Madeleine de Bourbon-Busset was the titular Duchess of Parma and was also Carlist queen of Spain as the consort of Prince Xavier of Bourbon-Parma, the Carlist pretender to the Spanish throne.

Life and family

She was born of a cadet branch of the Bourbon Counts of Busset, male-line descendants of Louis de Bourbon, prince du sang, Bishop of Liège, allegedly by a liaison with Catherine de Gueldres. Her father was Georges de Bourbon-Busset, Count de Lignières, and her mother Marie Jeanne née de Kerret-Quillien.

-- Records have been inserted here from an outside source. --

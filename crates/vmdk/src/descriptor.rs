//! Textual descriptor handling: the extent list and CID metadata region.
//!
//! A descriptor is a small `key=value` text region, either embedded in a
//! sparse container (at the header's descriptor offset) or stored as a
//! standalone file that names the extent files composing the disk.

use crate::{DiskError, Result, SECTOR_SIZE};

/// Sentinel for "no CID recorded" / "no parent".
pub const CID_UNKNOWN: u32 = 0xffff_ffff;

/// Fixed size of the on-disk descriptor region, in sectors.
///
/// CID rewrites re-serialize into this many sectors, NUL-padded.
pub const DESC_REGION_SECTORS: u64 = 20;

pub const DESC_REGION_BYTES: usize = DESC_REGION_SECTORS as usize * SECTOR_SIZE;

/// Image subformat recorded in the descriptor's `createType` line.
#[derive(Copy, Clone, Debug, Eq, PartialEq)]
pub enum CreateType {
    MonolithicSparse,
    MonolithicFlat,
    TwoGbMaxExtentSparse,
    TwoGbMaxExtentFlat,
    StreamOptimized,
    Vmfs,
    VmfsSparse,
}

impl CreateType {
    pub fn from_name(name: &str) -> Option<Self> {
        Some(match name {
            "monolithicSparse" => Self::MonolithicSparse,
            "monolithicFlat" => Self::MonolithicFlat,
            "twoGbMaxExtentSparse" => Self::TwoGbMaxExtentSparse,
            "twoGbMaxExtentFlat" => Self::TwoGbMaxExtentFlat,
            "streamOptimized" => Self::StreamOptimized,
            "vmfs" => Self::Vmfs,
            "vmfsSparse" => Self::VmfsSparse,
            _ => return None,
        })
    }

    pub fn name(self) -> &'static str {
        match self {
            Self::MonolithicSparse => "monolithicSparse",
            Self::MonolithicFlat => "monolithicFlat",
            Self::TwoGbMaxExtentSparse => "twoGbMaxExtentSparse",
            Self::TwoGbMaxExtentFlat => "twoGbMaxExtentFlat",
            Self::StreamOptimized => "streamOptimized",
            Self::Vmfs => "vmfs",
            Self::VmfsSparse => "vmfsSparse",
        }
    }

    /// Subformats whose virtual disk is split across multiple extent files.
    pub fn is_split(self) -> bool {
        matches!(self, Self::TwoGbMaxExtentSparse | Self::TwoGbMaxExtentFlat)
    }

    /// Subformats whose descriptor lives in a standalone file rather than
    /// embedded in a sparse container.
    pub fn has_descriptor_file(self) -> bool {
        matches!(
            self,
            Self::MonolithicFlat | Self::TwoGbMaxExtentSparse | Self::TwoGbMaxExtentFlat | Self::Vmfs
        )
    }
}

#[derive(Clone, Debug, Eq, PartialEq)]
pub enum ExtentLineKind {
    /// Pre-allocated region at a byte offset (given in sectors) in its file.
    Flat { offset_sectors: u64 },
    Sparse,
}

/// One `RW <sectors> <TYPE> "<file>" [offset]` line of the extent list.
#[derive(Clone, Debug, Eq, PartialEq)]
pub struct ExtentLine {
    pub sectors: u64,
    pub kind: ExtentLineKind,
    pub file_name: String,
}

impl ExtentLine {
    pub fn to_line(&self) -> String {
        match self.kind {
            ExtentLineKind::Flat { offset_sectors } => {
                format!("RW {} FLAT \"{}\" {}", self.sectors, self.file_name, offset_sectors)
            }
            ExtentLineKind::Sparse => {
                format!("RW {} SPARSE \"{}\"", self.sectors, self.file_name)
            }
        }
    }
}

/// Parsed descriptor contents.
#[derive(Clone, Debug)]
pub struct Descriptor {
    pub version: u32,
    pub cid: u32,
    pub parent_cid: u32,
    pub create_type: CreateType,
    pub parent_file_name_hint: Option<String>,
    pub extents: Vec<ExtentLine>,
}

impl Descriptor {
    /// Parses descriptor text.
    ///
    /// Fails only on a missing or unsupported `createType`; extent lines that
    /// do not match the grammar, have non-`RW` access, or a non-positive size
    /// are skipped rather than rejected.
    pub fn parse(text: &str) -> Result<Self> {
        let mut version = 1u32;
        let mut cid = CID_UNKNOWN;
        let mut parent_cid = CID_UNKNOWN;
        let mut create_type = None;
        let mut parent_file_name_hint = None;
        let mut extents = Vec::new();

        for line in descriptor_lines(text) {
            if let Some((key, value)) = split_key_value(line) {
                match key {
                    "version" => {
                        version = match value {
                            "1" => 1,
                            "2" => 2,
                            _ => return Err(DiskError::MalformedDescriptor("descriptor version")),
                        };
                    }
                    "CID" => cid = parse_hex(value).unwrap_or(CID_UNKNOWN),
                    "parentCID" => parent_cid = parse_hex(value).unwrap_or(CID_UNKNOWN),
                    "createType" => {
                        let name = unquote(value);
                        create_type = Some(
                            CreateType::from_name(name)
                                .ok_or(DiskError::MalformedDescriptor("unsupported createType"))?,
                        );
                    }
                    "parentFileNameHint" => {
                        parent_file_name_hint = Some(unquote(value).to_string());
                    }
                    // ddb.* and anything else is carried verbatim by CID
                    // rewrites but has no meaning to the engine.
                    _ => {}
                }
            } else if let Some(extent) = parse_extent_line(line) {
                extents.push(extent);
            }
        }

        let create_type =
            create_type.ok_or(DiskError::MalformedDescriptor("missing createType"))?;

        Ok(Self {
            version,
            cid,
            parent_cid,
            create_type,
            parent_file_name_hint,
            extents,
        })
    }
}

/// Parses one extent line; `None` means "skip this line".
pub fn parse_extent_line(line: &str) -> Option<ExtentLine> {
    let mut rest = line.trim();

    let access = take_token(&mut rest)?;
    if access != "RW" {
        return None;
    }

    let sectors: u64 = take_token(&mut rest)?.parse().ok()?;
    if sectors == 0 {
        return None;
    }

    let kind_token = take_token(&mut rest)?;
    let file_name = take_quoted(&mut rest)?;

    let kind = match kind_token {
        "FLAT" => ExtentLineKind::Flat {
            offset_sectors: take_token(&mut rest)?.parse().ok()?,
        },
        // VMFS extents behave as flat regions starting at the file head.
        "VMFS" => ExtentLineKind::Flat {
            offset_sectors: match take_token(&mut rest) {
                Some(tok) => tok.parse().ok()?,
                None => 0,
            },
        },
        "SPARSE" | "VMFSSPARSE" => ExtentLineKind::Sparse,
        _ => return None,
    };

    Some(ExtentLine {
        sectors,
        kind,
        file_name,
    })
}

/// Scans the fixed-size descriptor region for `CID=` or `parentCID=`.
///
/// Absence (or an unparsable value) yields [`CID_UNKNOWN`], never an error.
pub fn read_cid(region: &[u8], want_parent: bool) -> u32 {
    let text = region_text(region);
    let prefix = if want_parent { "parentCID=" } else { "CID=" };
    for line in text.lines() {
        let line = line.trim_end_matches('\r');
        if let Some(value) = line.strip_prefix(prefix) {
            if let Some(cid) = parse_hex(value.trim()) {
                return cid;
            }
        }
    }
    CID_UNKNOWN
}

/// Rewrites the `CID=` line in place, preserving every other line verbatim,
/// and re-serializes into a region of `region_len` bytes (NUL padding).
///
/// A well-formed descriptor always carries a `parentCID` line; its absence
/// means the region does not hold a descriptor at all.
pub fn write_cid(region: &[u8], region_len: usize, new_cid: u32) -> Result<Vec<u8>> {
    let text = region_text(region);
    if !text
        .lines()
        .any(|l| l.trim_end_matches('\r').starts_with("parentCID="))
    {
        return Err(DiskError::InvalidDescriptor("missing parentCID line"));
    }

    let cid_line = format!("CID={:x}", new_cid);
    let mut out = String::with_capacity(text.len() + cid_line.len());
    let mut replaced = false;
    for line in text.lines() {
        let bare = line.trim_end_matches('\r');
        if !replaced && bare.starts_with("CID=") {
            out.push_str(&cid_line);
            replaced = true;
        } else if !replaced && bare.starts_with("parentCID=") {
            // Descriptor lost its CID line somewhere; reinstate it in the
            // canonical position just above parentCID.
            out.push_str(&cid_line);
            out.push('\n');
            out.push_str(line);
            replaced = true;
        } else {
            out.push_str(line);
        }
        out.push('\n');
    }

    let mut bytes = out.into_bytes();
    bytes.resize(region_len, 0);
    Ok(bytes)
}

/// Generates a complete descriptor for a freshly created image.
pub fn generate_descriptor(
    create_type: CreateType,
    cid: u32,
    parent_cid: u32,
    parent_file_name_hint: Option<&str>,
    capacity_sectors: u64,
    adapter_type: &str,
    extents: &[ExtentLine],
) -> String {
    let mut text = String::new();
    text.push_str("# Disk DescriptorFile\n");
    text.push_str("version=1\n");
    text.push_str(&format!("CID={:x}\n", cid));
    text.push_str(&format!("parentCID={:x}\n", parent_cid));
    if let Some(hint) = parent_file_name_hint {
        text.push_str(&format!("parentFileNameHint=\"{}\"\n", hint));
    }
    text.push_str(&format!("createType=\"{}\"\n", create_type.name()));
    text.push('\n');
    text.push_str("# Extent description\n");
    for extent in extents {
        text.push_str(&extent.to_line());
        text.push('\n');
    }
    text.push('\n');
    text.push_str("# The Disk Data Base\n");
    text.push_str("#DDB\n");
    text.push('\n');
    text.push_str("ddb.virtualHWVersion = \"4\"\n");
    text.push_str(&format!(
        "ddb.geometry.cylinders = \"{}\"\n",
        capacity_sectors / (16 * 63)
    ));
    text.push_str("ddb.geometry.heads = \"16\"\n");
    text.push_str("ddb.geometry.sectors = \"63\"\n");
    text.push_str(&format!("ddb.adapterType = \"{}\"\n", adapter_type));
    text
}

/// Region bytes up to the first NUL, as UTF-8 (lossy bytes are dropped by
/// line parsing rather than failing the whole region).
fn region_text(region: &[u8]) -> std::borrow::Cow<'_, str> {
    let end = region.iter().position(|b| *b == 0).unwrap_or(region.len());
    String::from_utf8_lossy(&region[..end])
}

fn descriptor_lines(text: &str) -> impl Iterator<Item = &str> {
    text.lines()
        .map(|l| l.trim_end_matches('\r').trim())
        .filter(|l| !l.is_empty() && !l.starts_with('#'))
}

fn split_key_value(line: &str) -> Option<(&str, &str)> {
    let (key, value) = line.split_once('=')?;
    let key = key.trim();
    // A key is a single token; anything with interior whitespace is an extent
    // line (or garbage) and goes through the extent grammar instead.
    if key.is_empty() || key.contains(char::is_whitespace) {
        return None;
    }
    Some((key, value.trim()))
}

fn parse_hex(value: &str) -> Option<u32> {
    let value = value.trim();
    let value = value.strip_prefix("0x").unwrap_or(value);
    u32::from_str_radix(value, 16).ok()
}

fn unquote(value: &str) -> &str {
    value.trim().trim_matches('"')
}

fn take_token<'a>(rest: &mut &'a str) -> Option<&'a str> {
    let trimmed = rest.trim_start();
    if trimmed.is_empty() {
        return None;
    }
    let end = trimmed
        .find(char::is_whitespace)
        .unwrap_or(trimmed.len());
    let (token, tail) = trimmed.split_at(end);
    *rest = tail;
    Some(token)
}

fn take_quoted(rest: &mut &str) -> Option<String> {
    let trimmed = rest.trim_start();
    let inner = trimmed.strip_prefix('"')?;
    let end = inner.find('"')?;
    let name = inner[..end].to_string();
    *rest = &inner[end + 1..];
    Some(name)
}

Prince Xavier, a younger son of Robert I, Duke of Parma, and Madeleine were wed on 12 November 1927 at the château de Lignières in Cher. The couple took up residence in the Bourbonnais, where Xavier managed Madeleine's farm lands. The marriage was accepted as dynastic at the time by neither Prince Elias of Bourbon-Parma, nor by the senior Bourbons of the Spanish branch, but was later recognized by the Parmesan Duke Robert Hugo, and by the Carlist pretender Alfonso Carlos, Duke of San Jaime.
In 1936, Alfonso Carlos, the last undisputed head of the Carlist movement, appointed her husband Xavier as Carlist "regent". Madeleine actively supported her husband's political activities and social views. Madeleine was the author of "Catherine de Médicis", published in France in 1940.